The Commission asked what turned a site into a “commercial” one and whether a blogger would count. Spurgeon implied that a blogger would not be covered by the SOCAN proposed regulations, but that the Internet was always evolving. The Commission asked whether Spurgeon was trying to control what people could and could not say since it was worried that people who use blogs to communicate freely with the world might be constrained since they are technically “broadcasting” and should be regulated. Spurgeon denied this aim. The Commission asked whether regulations would lead Canadian broadcasters to leave the country and broadcast from elsewhere. Spurgeon believed that most people would want to stay in Canada and would find a way to do so.

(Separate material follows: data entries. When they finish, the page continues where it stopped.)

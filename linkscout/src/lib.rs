// Include handlers module directly from handlers.rs
#[path = "handlers.rs"]
pub mod handlers;

// Re-export commonly used handler functions for convenience
pub use handlers::{
    load_domains_from_file,
    load_domains_from_source,
    parse_domain_line,
};

// Re-export the run API from linkscout-core
pub use linkscout_core::report::{Report, ReportFormat};
pub use linkscout_core::run::{Mode, RunProgressCallback, RunRequest, execute_run};
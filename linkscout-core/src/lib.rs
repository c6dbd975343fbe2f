pub mod anchors;
pub mod authority;
pub mod cache;
pub mod combination;
pub mod compare;
pub mod config;
pub mod diagnostics;
pub mod domain;
pub mod entity;
pub mod error;
pub mod graph;
pub mod model;
pub mod report;
pub mod run;
pub mod scoring;
pub mod search;

pub use anchors::AnchorContextExtractor;
pub use authority::{authority_bar, authority_score};
pub use cache::BacklinkGraphClient;
pub use combination::{CombinationGenerator, SearchQuery};
pub use compare::DomainComparator;
pub use config::RunConfig;
pub use diagnostics::{Diagnostics, RunDiagnostics, SourceKind};
pub use domain::{Blacklist, normalize_domain};
pub use entity::EntityExtractor;
pub use error::LinkscoutError;
pub use graph::{GraphAnalyzer, SharedLinkParams};
pub use report::{Findings, Report, ReportFormat};
pub use run::{Mode, RunProgressCallback, RunRequest, Sources, execute_run};
pub use scoring::ResultAggregator;
pub use search::SearchOrchestrator;
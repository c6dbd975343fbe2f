//! JSON fixture sources.
//!
//! A single fixture file can stand in for the link provider, the NER service,
//! the content source and any number of search engines. Used for offline runs
//! (`sources.fixtures` in the config) and throughout the tests.
//!
//! ```json
//! {
//!   "links": {
//!     "example.com": {
//!       "referrers": ["a.com", {"source": "b.com", "target": "example.com", "anchor": "Example"}],
//!       "outlinks": ["x.com"],
//!       "outlink_count": 120
//!     }
//!   },
//!   "content": { "example.com": "Alice Smith and Bob Jones run Acme." },
//!   "entities": { "example.com": [{"name": "Alice Smith", "type": "person", "confidence": 0.9}] },
//!   "engines": {
//!     "web": { "sites": { "example.com": [{"url": "https://example.com/team", "snippet": "Alice Smith, Bob Jones"}] } }
//!   }
//! }
//! ```

use crate::content::ContentSource;
use crate::engine::SearchEngine;
use crate::error::{Result, SourceError};
use crate::ner::NerService;
use crate::provider::LinkProvider;
use crate::result::{LinkEdge, LinkPage, RawEntity, SearchHit};
use async_trait::async_trait;
use serde::Deserialize;
use std::collections::HashMap;
use std::fs;
use std::path::Path;
use std::sync::Arc;

#[derive(Debug, Clone, Deserialize)]
#[serde(untagged)]
enum FixtureEdge {
    Domain(String),
    Edge(LinkEdge),
}

#[derive(Debug, Clone, Default, Deserialize)]
pub struct FixtureLinks {
    #[serde(default)]
    referrers: Vec<FixtureEdge>,
    #[serde(default)]
    outlinks: Vec<FixtureEdge>,
    #[serde(default)]
    outlink_count: Option<u64>,
}

#[derive(Debug, Clone, Default, Deserialize)]
pub struct FixtureEngine {
    /// Exact query string to hits.
    #[serde(default)]
    queries: HashMap<String, Vec<SearchHit>>,
    /// Candidate hits per `site:` domain; a hit matches a query when its
    /// snippet contains every quoted phrase of the query.
    #[serde(default)]
    sites: HashMap<String, Vec<SearchHit>>,
    /// Every call fails.
    #[serde(default)]
    unavailable: bool,
}

#[derive(Debug, Clone, Default, Deserialize)]
pub struct FixtureSet {
    #[serde(default)]
    links: HashMap<String, FixtureLinks>,
    #[serde(default)]
    content: HashMap<String, String>,
    #[serde(default)]
    entities: HashMap<String, Vec<RawEntity>>,
    #[serde(default)]
    engines: HashMap<String, FixtureEngine>,
}

impl FixtureSet {
    pub fn from_json(json: &str) -> Result<Self> {
        Ok(serde_json::from_str(json)?)
    }

    pub fn load(path: &Path) -> Result<Self> {
        let content = fs::read_to_string(path)?;
        Self::from_json(&content)
    }

    pub fn engine_names(&self) -> Vec<String> {
        let mut names: Vec<String> = self.engines.keys().cloned().collect();
        names.sort();
        names
    }

    pub fn link_provider(self: &Arc<Self>, name: &str) -> FixtureLinkProvider {
        FixtureLinkProvider {
            name: name.to_string(),
            set: self.clone(),
        }
    }

    pub fn search_engine(self: &Arc<Self>, name: &str) -> FixtureSearchEngine {
        FixtureSearchEngine {
            name: name.to_string(),
            set: self.clone(),
        }
    }

    pub fn ner_service(self: &Arc<Self>) -> FixtureNer {
        FixtureNer { set: self.clone() }
    }

    pub fn content_source(self: &Arc<Self>) -> FixtureContent {
        FixtureContent { set: self.clone() }
    }
}

fn to_page(edges: &[FixtureEdge], domain: &str, inbound: bool, limit: usize) -> LinkPage {
    let mut converted: Vec<LinkEdge> = edges
        .iter()
        .map(|edge| match edge {
            FixtureEdge::Edge(e) => e.clone(),
            FixtureEdge::Domain(other) if inbound => LinkEdge::new(other.clone(), domain),
            FixtureEdge::Domain(other) => LinkEdge::new(domain, other.clone()),
        })
        .collect();
    let truncated = converted.len() > limit;
    converted.truncate(limit);
    LinkPage {
        edges: converted,
        truncated,
    }
}

fn snippet_matches(hit: &SearchHit, query: &str) -> bool {
    let snippet = hit.snippet.as_deref().unwrap_or_default().to_lowercase();
    query
        .split('"')
        .skip(1)
        .step_by(2)
        .filter(|phrase| !phrase.is_empty())
        .all(|phrase| snippet.contains(&phrase.to_lowercase()))
}

fn site_of(query: &str) -> Option<&str> {
    query
        .split_whitespace()
        .find_map(|token| token.strip_prefix("site:"))
}

pub struct FixtureLinkProvider {
    name: String,
    set: Arc<FixtureSet>,
}

#[async_trait]
impl LinkProvider for FixtureLinkProvider {
    fn name(&self) -> &str {
        &self.name
    }

    async fn referrers(&self, domain: &str, limit: usize) -> Result<LinkPage> {
        Ok(self
            .set
            .links
            .get(domain)
            .map(|links| to_page(&links.referrers, domain, true, limit))
            .unwrap_or_default())
    }

    async fn outlinks(&self, domain: &str, limit: usize) -> Result<LinkPage> {
        Ok(self
            .set
            .links
            .get(domain)
            .map(|links| to_page(&links.outlinks, domain, false, limit))
            .unwrap_or_default())
    }

    async fn outlink_count(&self, domain: &str) -> Result<u64> {
        Ok(self
            .set
            .links
            .get(domain)
            .map(|links| {
                links
                    .outlink_count
                    .unwrap_or(links.outlinks.len() as u64)
            })
            .unwrap_or(0))
    }
}

pub struct FixtureSearchEngine {
    name: String,
    set: Arc<FixtureSet>,
}

#[async_trait]
impl SearchEngine for FixtureSearchEngine {
    fn name(&self) -> &str {
        &self.name
    }

    async fn search(&self, query: &str) -> Result<Vec<SearchHit>> {
        let Some(engine) = self.set.engines.get(&self.name) else {
            return Ok(Vec::new());
        };
        if engine.unavailable {
            return Err(SourceError::Disabled(self.name.clone()));
        }
        if let Some(hits) = engine.queries.get(query) {
            return Ok(hits.clone());
        }

        let candidates = site_of(query)
            .and_then(|site| engine.sites.get(site))
            .map(Vec::as_slice)
            .unwrap_or_default();
        Ok(candidates
            .iter()
            .filter(|hit| snippet_matches(hit, query))
            .cloned()
            .collect())
    }
}

pub struct FixtureNer {
    set: Arc<FixtureSet>,
}

#[async_trait]
impl NerService for FixtureNer {
    fn name(&self) -> &str {
        "ner"
    }

    async fn extract(&self, _text: &str, domain: &str) -> Result<Vec<RawEntity>> {
        Ok(self.set.entities.get(domain).cloned().unwrap_or_default())
    }
}

pub struct FixtureContent {
    set: Arc<FixtureSet>,
}

#[async_trait]
impl ContentSource for FixtureContent {
    fn name(&self) -> &str {
        "content"
    }

    async fn fetch_text(&self, domain: &str) -> Result<String> {
        self.set
            .content
            .get(domain)
            .cloned()
            .ok_or_else(|| SourceError::Other(format!("no fixture content for {}", domain)))
    }
}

Panel – Communications, Energy and Paperworkers Union of Canada & CaleyWray Labour/Employment Lawyers
Peter Murdoch – Communications, Energy, and Paperworkers Union of Canada
Murdoch claimed that ISPs made 6 billion dollars from Internet services last year. He argued that ISPs benefit from their broadcasting abilities to attract new customers and that these capabilities are putting local television news in danger because online news is an increasing part of news sources. Further, he said there are currently no statistics on just how many people rely on online news as opposed to local news. Murdoch also criticized the idea of “unlimited shelf space” on the news. He pointed out that if the content is poorly made, it will not be popular and that Canadian content deserved more than that.
Jesse Kugler – CaleyWray Labour/Employment Lawyers
Kugler argued that there has been a shift toward new media broadcasting and that it has led to a heavy investment in Internet broadcasting. As such, content that used to be available in traditional forms and regulated by the government is now available online and on-demand and is not subject to regulations. He pointed out that this is part of larger trends stemming from technologies that enable high-speed broadcasts. Like the previous presentations, he argued that Canadian broadcasting regulations should be extended to these new broadcasters.
CRTC Chair Von Finckenstein sought clarification of the panel’s position on local news and asked if they wanted a fund for local news. Murdoch said that if the ISPs are asked to contribute to the broadcasting system, they should also contribute to local news. Further, von Finckenstein asked why they felt that new media should be regulated. Murdoch replied that regulations had contributed to the broadcast system over the years and that it would perform the same function in the Internet.
The Commission then asked whether regulations handcuff new media. Murdoch replied that it did not and that guidance helps achieve goals that are not possible through the free market. Moreover, he pointed out that Parliament has said that broadcasters have to meet certain goals and that those goals should also apply to broadcasting through the Internet. If there is a fundamental shift towards the Internet and it is not accompanied by regulation, we will have free market principles at work.
The Commission inquired into online content. A representative from CTV said that there were about 60 employees who work exclusively on the online broadcasts. The Commission again inquired into the news angle, asking whether what they wanted was for the web to provide competition for more traditional news sources. There was some discussion on this issue, but Murdoch concluded that a diversity of news was unlikely because broadcasters have so far attempted to converge their news operations.